I did three majors in college, finally arriving at a Jazz Studies degree. Before that I spent time as a percussion performance major and a music education major. All three areas of learning did a lot of good for me but there was one pattern throughout those communities that I just never understood.

Hating on Pop music.

A lot of people insisted on the “musical stupidity” of the general public. They didn’t come to the wind ensemble concerts because they weren’t smart enough for the music. Alternative music education curriculums meant dumbing down music ed. “They can learn that in a garage band,” they’d say.

I’ve always found this kind of silly. I don’t think music serves the same purpose for all listeners. I just don’t understand how that idea isn’t more intuitive for professional musicians (especially educators).

Some people want their ears challenged. Some people want to hear a super flashy saxophone solo. Some people just want good ol’ four on the floor. Some people want something to help them survive their awful commute to and from the gut wrenching job that they really don’t care about. Are we so egotistical as to call people who just want comfort music “musically stupid?”

I’ve got just two things to say about this.

First, this is not about musical intelligence. I think this might really be about our jealousy. Having great ideas and challenging ourselves should pay better. Why is it that Taylor Swift’s “Shake It Off” is taking all the recognition but my super adventurous 17 piece Hip Hop/Reggae/Polka/Jazz/Alternative/Heavy Metal/Fusion band (with 3 bass players and a kazoo) hasn’t taken off yet?

Dude. I don’t know. I’m not crazy about that either.

I do know the solution isn’t alienatating our audience with petty name calling.

Our expectations for audiences need to be realistic. We can’t expect niche genres to get the same respect as accessible genres. That’s silly and maybe a bit infantile.

Here are three alternatives to that attitude.

1. Find ways to be accessible and artful instead forcing ourselves to choose between the two. Examples include Art Blakey & The Jazz Messengers and of course Snarky Puppy.

2. Do a better job of reaching our niche instead of complaining that people outside our niche aren’t buying. Again, I wish we found this to be more intuitive.

3. Don’t change anything and face the consequences. Maybe the way you’re doing things is too central to your identity or too precious to be changed. That’s fine, just don’t expect any changes. You’ve heard of Einstein’s definition of insanity by now right?

Secondly I think we should reevaluate the way we think of ourselves as musicians. I consider myself a healer more than anything else. If you take a minute to consider *why* people listen to music, sometimes it comes down to wanting to be healed of some kind of internal malady.

Maybe a bad day at work, a break up with a significant other or just being tired.

Or maybe it’s not an internal malady, but simply filling in the time or curing boredom. Or going somewhere where there will be music to create the opportunity to build relationships and community.

Either way, its serving a purpose.

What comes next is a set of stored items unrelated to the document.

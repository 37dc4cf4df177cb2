//! Core configuration management types.

pub mod aliases;
mod context;
pub mod environment;
mod loader;
mod store;
mod validation;

pub use aliases::{ALIASES, Alias};
pub use context::{AppContext, AppContextBuilder};
pub use loader::ConfigLoader;
pub use store::{ConfigStore, normalize};
pub use validation::{
    ACI_REQUIRED, ACR_REQUIRED, Validate, ValidationEngine, ValidationRule, WEBAPP_REQUIRED,
    aci_rule, required_keys,
};
#[cfg(test)]
mod tests {
    use super::*;
    use crate::runner::testing::MockRunner;

    fn record(value: &str) -> String {
        serde_json::json!({ "key": "k", "value": value }).to_string()
    }

    fn has_label(args: &[String], label: &str) -> bool {
        args.windows(2).any(|w| w[0] == "--label" && w[1] == label)
    }

    fn no_label(args: &[String]) -> bool {
        !args.iter().any(|a| a == "--label")
    }

    fn key_is(args: &[String], key: &str) -> bool {
        args.windows(2).any(|w| w[0] == "--key" && w[1] == key)
    }

    fn vars(pairs: &[(&str, &str)]) -> HashMap<String, String> {
        pairs
            .iter()
            .map(|(k, v)| (k.to_string(), v.to_string()))
            .collect()
    }

    #[tokio::test]
    async fn test_global_and_entity_merge() {
        let runner = MockRunner::new()
            .when(
                |a| key_is(a, GLOBAL_KEY) && has_label(a, "staging"),
                record(r#"{"REGISTRY":"r.example.com"}"#),
            )
            .when(
                |a| key_is(a, "app1") && has_label(a, "staging"),
                record(r#"{"PORT":"8080"}"#),
            );
        let settings = RemoteSettings::default()
            .with_name("cfg")
            .with_label("staging")
            .with_entity_key("app1");

        let map = RemoteSource::new(Arc::new(runner), settings)
            .load()
            .await
            .unwrap();
        assert_eq!(map["REGISTRY"], "r.example.com");
        assert_eq!(map["PORT"], "8080");
    }

    #[tokio::test]
    async fn test_entity_overrides_global() {
        let runner = MockRunner::new()
            .when(|a| key_is(a, GLOBAL_KEY), record(r#"{"port":"80","region":"eu"}"#))
            .when(|a| key_is(a, "api"), record(r#"{"PORT":"9000"}"#));
        let settings = RemoteSettings::default().with_name("cfg").with_entity_key("api");

        let map = RemoteSource::new(Arc::new(runner), settings)
            .load()
            .await
            .unwrap();
        assert_eq!(map["PORT"], "9000");
        assert_eq!(map["REGION"], "eu");
    }

    #[tokio::test]
    async fn test_falls_back_to_unlabeled() {
        let runner = Arc::new(MockRunner::new().when(
            |a| key_is(a, GLOBAL_KEY) && no_label(a),
            record(r#"{"SHARED":"yes"}"#),
        ));
        let settings = RemoteSettings::default().with_name("cfg").with_label("dev");

        let map = RemoteSource::new(runner.clone(), settings).load().await.unwrap();
        assert_eq!(map["SHARED"], "yes");

        let calls = runner.calls();
        assert_eq!(calls.len(), 2);
        assert!(has_label(&calls[0], "dev"));
        assert!(no_label(&calls[1]));
    }

    #[tokio::test]
    async fn test_no_retry_without_label() {
        let runner = Arc::new(MockRunner::new());
        let settings = RemoteSettings::default().with_name("cfg");

        let map = RemoteSource::new(runner.clone(), settings).load().await.unwrap();
        assert!(map.is_empty());
        assert_eq!(runner.calls().len(), 1);
    }

    #[tokio::test]
    async fn test_malformed_value_is_fatal() {
        let runner = MockRunner::new().when(|a| key_is(a, GLOBAL_KEY), record(r#"{"A":"1",}"#));
        let settings = RemoteSettings::default().with_name("cfg").with_label("prod");

        let err = RemoteSource::new(Arc::new(runner), settings)
            .load()
            .await
            .unwrap_err();
        assert!(err.is_fatal_to_load());
        assert!(err.to_string().contains(GLOBAL_KEY));
    }

    #[tokio::test]
    async fn test_non_object_value_is_malformed() {
        let runner = MockRunner::new().when(|a| key_is(a, GLOBAL_KEY), record("[1,2]"));
        let settings = RemoteSettings::default().with_name("cfg");

        let result = RemoteSource::new(Arc::new(runner), settings).load().await;
        assert!(matches!(result, Err(ConfigError::MalformedRemoteValue { .. })));
    }

    #[tokio::test]
    async fn test_non_string_fields_ignored() {
        let runner = MockRunner::new().when(
            |a| key_is(a, GLOBAL_KEY),
            record(r#"{"NAME":"x","REPLICAS":3,"DEBUG":true,"NESTED":{"A":"b"},"NONE":null}"#),
        );
        let settings = RemoteSettings::default().with_name("cfg");

        let map = RemoteSource::new(Arc::new(runner), settings)
            .load()
            .await
            .unwrap();
        assert_eq!(map.len(), 1);
        assert_eq!(map["NAME"], "x");
    }

    #[tokio::test]
    async fn test_unreadable_envelope_skipped_without_retry() {
        let runner = Arc::new(
            MockRunner::new()
                .when(|a| key_is(a, GLOBAL_KEY) && has_label(a, "dev"), "WARNING: not json")
                .when(|a| key_is(a, GLOBAL_KEY) && no_label(a), record(r#"{"SHARED":"yes"}"#)),
        );
        let settings = RemoteSettings::default().with_name("cfg").with_label("dev");

        let map = RemoteSource::new(runner.clone(), settings).load().await.unwrap();
        assert!(map.is_empty());
        assert_eq!(runner.calls().len(), 1);
    }

    #[tokio::test]
    async fn test_null_value_is_empty() {
        let runner = MockRunner::new().when(|a| key_is(a, GLOBAL_KEY), record("null"));
        let settings = RemoteSettings::default().with_name("cfg");

        let map = RemoteSource::new(Arc::new(runner), settings)
            .load()
            .await
            .unwrap();
        assert!(map.is_empty());
    }

    struct StalledRunner;

    #[async_trait]
    impl CommandRunner for StalledRunner {
        async fn run(&self, _args: &[String]) -> Result<()> {
            tokio::time::sleep(Duration::from_secs(60)).await;
            Ok(())
        }

        async fn run_capture(&self, _args: &[String]) -> Result<String> {
            tokio::time::sleep(Duration::from_secs(60)).await;
            Ok(record(r#"{"LATE":"1"}"#))
        }
    }

    #[tokio::test(start_paused = true)]
    async fn test_timeout_fails_source_without_being_fatal() {
        let settings = RemoteSettings::default().with_name("cfg").with_label("dev");
        let source =
            RemoteSource::new(Arc::new(StalledRunner), settings).with_timeout(Duration::from_millis(100));

        let err = source.load().await.unwrap_err();
        assert!(matches!(err, ConfigError::LoadError(_)));
        assert!(!err.is_fatal_to_load());
        assert!(err.to_string().contains("timed out"));
    }

    #[tokio::test]
    async fn test_unconfigured_or_skipped_is_empty() {
        let runner = Arc::new(MockRunner::new());
        let map = RemoteSource::new(runner.clone(), RemoteSettings::default())
            .load()
            .await
            .unwrap();
        assert!(map.is_empty());

        let mut settings = RemoteSettings::default().with_name("cfg");
        settings.skip = true;
        let map = RemoteSource::new(runner.clone(), settings).load().await.unwrap();
        assert!(map.is_empty());
        assert!(runner.calls().is_empty());
    }

    #[test]
    fn test_settings_from_vars() {
        let settings = RemoteSettings::from_vars(
            &vars(&[("APP_CONFIG", "store-a"), ("IMAGE_NAME", "api")]),
            "dev",
        );
        assert_eq!(settings.name.as_deref(), Some("store-a"));
        assert_eq!(settings.label.as_deref(), Some("dev"));
        assert_eq!(settings.entity_key.as_deref(), Some("api"));
        assert!(!settings.skip);

        let settings = RemoteSettings::from_vars(
            &vars(&[
                ("APP_CONFIG_NAME", "store-b"),
                ("APP_CONFIG", "store-a"),
                ("APP_CONFIG_LABEL", "blue"),
                ("APP_CONFIG_SKIP", "true"),
            ]),
            "dev",
        );
        assert_eq!(settings.name.as_deref(), Some("store-b"));
        assert_eq!(settings.label.as_deref(), Some("blue"));
        assert_eq!(settings.entity_key, None);
        assert!(settings.skip);
    }

    #[test]
    fn test_settings_entity_from_github() {
        let settings = RemoteSettings::from_vars(
            &vars(&[
                ("CI", "true"),
                ("GITHUB_ACTIONS", "true"),
                ("GITHUB_REPOSITORY", "acme/embedding-service"),
                ("IMAGE_NAME", "ignored"),
            ]),
            "",
        );
        assert_eq!(settings.entity_key.as_deref(), Some("embedding-service"));
        assert_eq!(settings.label, None);
    }

    #[test]
    fn test_name() {
        let source = RemoteSource::new(
            Arc::new(MockRunner::new()),
            RemoteSettings::default().with_name("cfg"),
        );
        assert_eq!(source.name(), "appconfig:cfg");
        assert_eq!(source.priority(), 10);
    }
}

Emphasis on serving. Most of our work is working as a servant. Maybe if we were willing to think of ourselves as servants and healers instead of high and lofty artists we’d enjoy our opportunities to play music more.

Yes, I know that’s unattractive.

Being a willing servant is so incredibly unattractive to us in Western society. When we’re put in positions of serving we whine, moan, complain, kick, and scream about it. This behavior actually just makes us more miserable, why not modify our outlook?

Thinking of things this way is the kind of thing that keeps me a happy drummer. I want to be a great servant to whoever I’m playing with and to the audience. I love being a great servant.

It’s time for us to stop hating on pop music and start loving our opportunities to heal and serve.